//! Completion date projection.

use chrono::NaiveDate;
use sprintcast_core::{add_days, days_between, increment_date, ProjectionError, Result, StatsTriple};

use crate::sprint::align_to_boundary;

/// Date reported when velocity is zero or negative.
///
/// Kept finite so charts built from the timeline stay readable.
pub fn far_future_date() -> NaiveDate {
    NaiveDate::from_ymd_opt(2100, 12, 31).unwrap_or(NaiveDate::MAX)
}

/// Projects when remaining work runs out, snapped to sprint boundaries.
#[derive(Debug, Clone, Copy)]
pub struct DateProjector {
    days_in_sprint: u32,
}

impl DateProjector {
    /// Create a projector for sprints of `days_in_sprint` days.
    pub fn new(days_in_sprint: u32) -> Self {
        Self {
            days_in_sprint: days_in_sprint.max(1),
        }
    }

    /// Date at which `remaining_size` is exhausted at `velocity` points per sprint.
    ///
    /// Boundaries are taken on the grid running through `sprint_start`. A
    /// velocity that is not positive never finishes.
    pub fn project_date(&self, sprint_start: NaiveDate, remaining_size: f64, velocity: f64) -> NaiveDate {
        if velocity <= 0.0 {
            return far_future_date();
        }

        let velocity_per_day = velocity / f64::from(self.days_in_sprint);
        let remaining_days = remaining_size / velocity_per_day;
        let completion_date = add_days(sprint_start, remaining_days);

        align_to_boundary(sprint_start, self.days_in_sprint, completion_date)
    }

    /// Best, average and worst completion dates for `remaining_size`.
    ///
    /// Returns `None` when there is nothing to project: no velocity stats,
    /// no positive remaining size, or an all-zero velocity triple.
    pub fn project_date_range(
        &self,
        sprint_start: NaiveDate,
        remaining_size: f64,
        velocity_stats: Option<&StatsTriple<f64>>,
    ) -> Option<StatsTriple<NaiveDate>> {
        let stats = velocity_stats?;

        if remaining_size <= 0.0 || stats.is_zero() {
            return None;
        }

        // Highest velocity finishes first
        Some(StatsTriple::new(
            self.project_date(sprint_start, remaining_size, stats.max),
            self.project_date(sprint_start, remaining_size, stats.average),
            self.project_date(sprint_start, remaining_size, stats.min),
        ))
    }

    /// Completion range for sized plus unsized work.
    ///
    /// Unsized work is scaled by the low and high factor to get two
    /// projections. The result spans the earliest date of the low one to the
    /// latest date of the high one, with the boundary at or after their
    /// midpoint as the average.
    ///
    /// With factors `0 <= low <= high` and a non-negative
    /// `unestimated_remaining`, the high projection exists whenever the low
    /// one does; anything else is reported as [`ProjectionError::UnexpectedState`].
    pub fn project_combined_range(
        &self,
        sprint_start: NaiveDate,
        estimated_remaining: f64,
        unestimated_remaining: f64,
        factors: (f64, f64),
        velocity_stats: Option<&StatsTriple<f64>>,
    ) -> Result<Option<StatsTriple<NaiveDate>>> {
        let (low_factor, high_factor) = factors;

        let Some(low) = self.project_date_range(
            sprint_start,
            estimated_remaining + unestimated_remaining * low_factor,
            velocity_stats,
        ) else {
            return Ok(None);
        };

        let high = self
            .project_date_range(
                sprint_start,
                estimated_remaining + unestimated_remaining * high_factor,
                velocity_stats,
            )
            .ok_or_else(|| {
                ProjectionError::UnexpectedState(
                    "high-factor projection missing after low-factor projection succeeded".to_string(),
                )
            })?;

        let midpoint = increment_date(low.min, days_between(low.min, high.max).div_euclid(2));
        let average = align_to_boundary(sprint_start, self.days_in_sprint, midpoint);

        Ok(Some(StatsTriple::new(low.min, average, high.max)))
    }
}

--

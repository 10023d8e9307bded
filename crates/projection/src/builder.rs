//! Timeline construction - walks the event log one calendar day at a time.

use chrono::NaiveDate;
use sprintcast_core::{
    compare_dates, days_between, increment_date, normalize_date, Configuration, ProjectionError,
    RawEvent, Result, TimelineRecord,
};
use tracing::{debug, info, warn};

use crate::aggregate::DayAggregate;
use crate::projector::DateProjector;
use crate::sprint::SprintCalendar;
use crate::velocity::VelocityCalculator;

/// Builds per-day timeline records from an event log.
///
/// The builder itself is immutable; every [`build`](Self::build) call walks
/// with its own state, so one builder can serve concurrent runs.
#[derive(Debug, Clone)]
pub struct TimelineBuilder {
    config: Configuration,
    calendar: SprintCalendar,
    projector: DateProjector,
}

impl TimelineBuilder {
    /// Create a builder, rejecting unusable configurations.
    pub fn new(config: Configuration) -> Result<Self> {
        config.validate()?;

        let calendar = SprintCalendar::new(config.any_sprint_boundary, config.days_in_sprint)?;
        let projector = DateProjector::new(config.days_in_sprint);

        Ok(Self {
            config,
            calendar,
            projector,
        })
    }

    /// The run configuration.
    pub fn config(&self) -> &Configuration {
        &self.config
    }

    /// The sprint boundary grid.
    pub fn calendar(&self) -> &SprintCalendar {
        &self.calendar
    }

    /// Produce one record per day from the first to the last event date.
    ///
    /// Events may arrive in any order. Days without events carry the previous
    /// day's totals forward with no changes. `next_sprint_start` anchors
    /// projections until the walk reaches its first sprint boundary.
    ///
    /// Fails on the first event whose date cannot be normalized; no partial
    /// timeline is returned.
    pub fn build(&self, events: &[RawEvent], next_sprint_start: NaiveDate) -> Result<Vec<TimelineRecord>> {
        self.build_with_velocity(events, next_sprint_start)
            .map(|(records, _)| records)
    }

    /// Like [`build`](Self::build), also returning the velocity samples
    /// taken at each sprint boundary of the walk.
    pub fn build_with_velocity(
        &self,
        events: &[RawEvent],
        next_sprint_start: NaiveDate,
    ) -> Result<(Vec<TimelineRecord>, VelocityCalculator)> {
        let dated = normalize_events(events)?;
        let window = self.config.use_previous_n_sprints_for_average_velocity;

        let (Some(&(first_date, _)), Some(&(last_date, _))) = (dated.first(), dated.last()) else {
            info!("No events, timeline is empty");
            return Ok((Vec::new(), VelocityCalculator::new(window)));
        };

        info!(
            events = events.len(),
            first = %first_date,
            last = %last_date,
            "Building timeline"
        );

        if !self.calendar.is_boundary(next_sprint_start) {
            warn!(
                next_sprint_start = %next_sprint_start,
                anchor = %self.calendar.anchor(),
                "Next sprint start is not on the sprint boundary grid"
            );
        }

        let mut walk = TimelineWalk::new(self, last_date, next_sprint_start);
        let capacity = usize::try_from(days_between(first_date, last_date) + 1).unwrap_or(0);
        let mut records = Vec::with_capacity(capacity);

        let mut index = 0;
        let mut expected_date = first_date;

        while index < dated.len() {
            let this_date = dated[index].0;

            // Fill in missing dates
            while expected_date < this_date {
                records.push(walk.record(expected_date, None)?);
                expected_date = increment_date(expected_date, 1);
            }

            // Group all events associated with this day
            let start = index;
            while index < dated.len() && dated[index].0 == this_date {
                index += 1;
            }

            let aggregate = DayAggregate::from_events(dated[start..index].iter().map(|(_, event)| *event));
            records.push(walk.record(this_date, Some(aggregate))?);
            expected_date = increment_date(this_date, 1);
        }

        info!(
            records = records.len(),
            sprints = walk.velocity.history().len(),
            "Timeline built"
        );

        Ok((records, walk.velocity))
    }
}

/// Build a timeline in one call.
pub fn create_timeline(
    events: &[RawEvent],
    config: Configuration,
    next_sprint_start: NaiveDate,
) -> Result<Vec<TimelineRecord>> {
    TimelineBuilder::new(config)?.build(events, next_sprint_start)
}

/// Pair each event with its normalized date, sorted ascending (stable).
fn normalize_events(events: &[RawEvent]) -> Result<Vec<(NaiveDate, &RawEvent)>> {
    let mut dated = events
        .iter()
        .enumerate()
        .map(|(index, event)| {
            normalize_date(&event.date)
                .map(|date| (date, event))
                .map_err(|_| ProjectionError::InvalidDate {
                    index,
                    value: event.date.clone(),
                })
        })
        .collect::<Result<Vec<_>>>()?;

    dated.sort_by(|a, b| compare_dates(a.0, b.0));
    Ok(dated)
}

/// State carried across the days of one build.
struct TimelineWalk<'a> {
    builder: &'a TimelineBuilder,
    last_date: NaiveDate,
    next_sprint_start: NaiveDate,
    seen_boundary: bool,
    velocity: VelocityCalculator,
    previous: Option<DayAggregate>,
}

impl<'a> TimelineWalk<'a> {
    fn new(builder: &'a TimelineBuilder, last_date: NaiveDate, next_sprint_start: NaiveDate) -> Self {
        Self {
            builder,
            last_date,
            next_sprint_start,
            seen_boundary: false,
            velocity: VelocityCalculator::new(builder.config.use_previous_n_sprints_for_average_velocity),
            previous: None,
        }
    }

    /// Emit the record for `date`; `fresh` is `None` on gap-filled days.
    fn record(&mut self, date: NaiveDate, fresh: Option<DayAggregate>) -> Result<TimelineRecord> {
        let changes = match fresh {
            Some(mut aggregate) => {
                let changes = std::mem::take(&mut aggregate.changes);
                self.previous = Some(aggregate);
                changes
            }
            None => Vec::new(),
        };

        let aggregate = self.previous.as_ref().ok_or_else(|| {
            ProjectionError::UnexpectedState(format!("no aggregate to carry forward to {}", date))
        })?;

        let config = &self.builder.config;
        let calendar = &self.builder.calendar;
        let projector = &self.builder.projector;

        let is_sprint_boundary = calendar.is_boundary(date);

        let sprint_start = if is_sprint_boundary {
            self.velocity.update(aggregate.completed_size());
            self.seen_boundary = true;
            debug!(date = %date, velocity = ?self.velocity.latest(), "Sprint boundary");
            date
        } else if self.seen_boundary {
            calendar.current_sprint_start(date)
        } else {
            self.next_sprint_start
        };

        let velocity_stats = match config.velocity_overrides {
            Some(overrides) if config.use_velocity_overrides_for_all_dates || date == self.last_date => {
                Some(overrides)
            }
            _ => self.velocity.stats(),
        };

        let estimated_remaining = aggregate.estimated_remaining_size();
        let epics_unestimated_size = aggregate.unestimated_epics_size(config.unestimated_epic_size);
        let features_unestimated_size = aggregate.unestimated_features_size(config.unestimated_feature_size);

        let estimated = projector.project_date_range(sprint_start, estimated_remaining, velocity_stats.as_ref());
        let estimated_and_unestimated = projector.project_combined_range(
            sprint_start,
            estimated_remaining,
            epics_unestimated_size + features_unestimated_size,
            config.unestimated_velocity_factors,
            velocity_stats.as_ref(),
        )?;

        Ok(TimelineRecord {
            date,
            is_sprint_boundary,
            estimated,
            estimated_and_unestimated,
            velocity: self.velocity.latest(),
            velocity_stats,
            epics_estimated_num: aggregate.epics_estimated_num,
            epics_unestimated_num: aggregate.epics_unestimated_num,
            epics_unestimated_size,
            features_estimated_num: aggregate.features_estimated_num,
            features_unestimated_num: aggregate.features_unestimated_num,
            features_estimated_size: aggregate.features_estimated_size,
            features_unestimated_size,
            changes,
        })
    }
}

==

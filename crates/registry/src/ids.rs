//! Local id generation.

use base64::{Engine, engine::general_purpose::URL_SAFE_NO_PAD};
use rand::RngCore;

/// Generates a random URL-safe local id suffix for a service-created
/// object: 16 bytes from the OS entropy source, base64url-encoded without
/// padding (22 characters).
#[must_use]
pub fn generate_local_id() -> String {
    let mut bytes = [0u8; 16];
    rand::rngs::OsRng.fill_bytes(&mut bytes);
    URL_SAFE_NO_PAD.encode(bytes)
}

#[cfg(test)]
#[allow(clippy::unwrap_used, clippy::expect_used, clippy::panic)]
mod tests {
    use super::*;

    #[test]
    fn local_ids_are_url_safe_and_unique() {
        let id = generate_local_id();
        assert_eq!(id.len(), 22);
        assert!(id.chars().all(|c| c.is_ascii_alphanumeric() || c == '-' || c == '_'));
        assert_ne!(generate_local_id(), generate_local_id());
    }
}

▶ Work order
Report every line of the data above that contains the string "derive" by copying it in full.

▶ Task output
#[derive(Debug, Clone, Copy)]
#[derive(Debug, Clone)]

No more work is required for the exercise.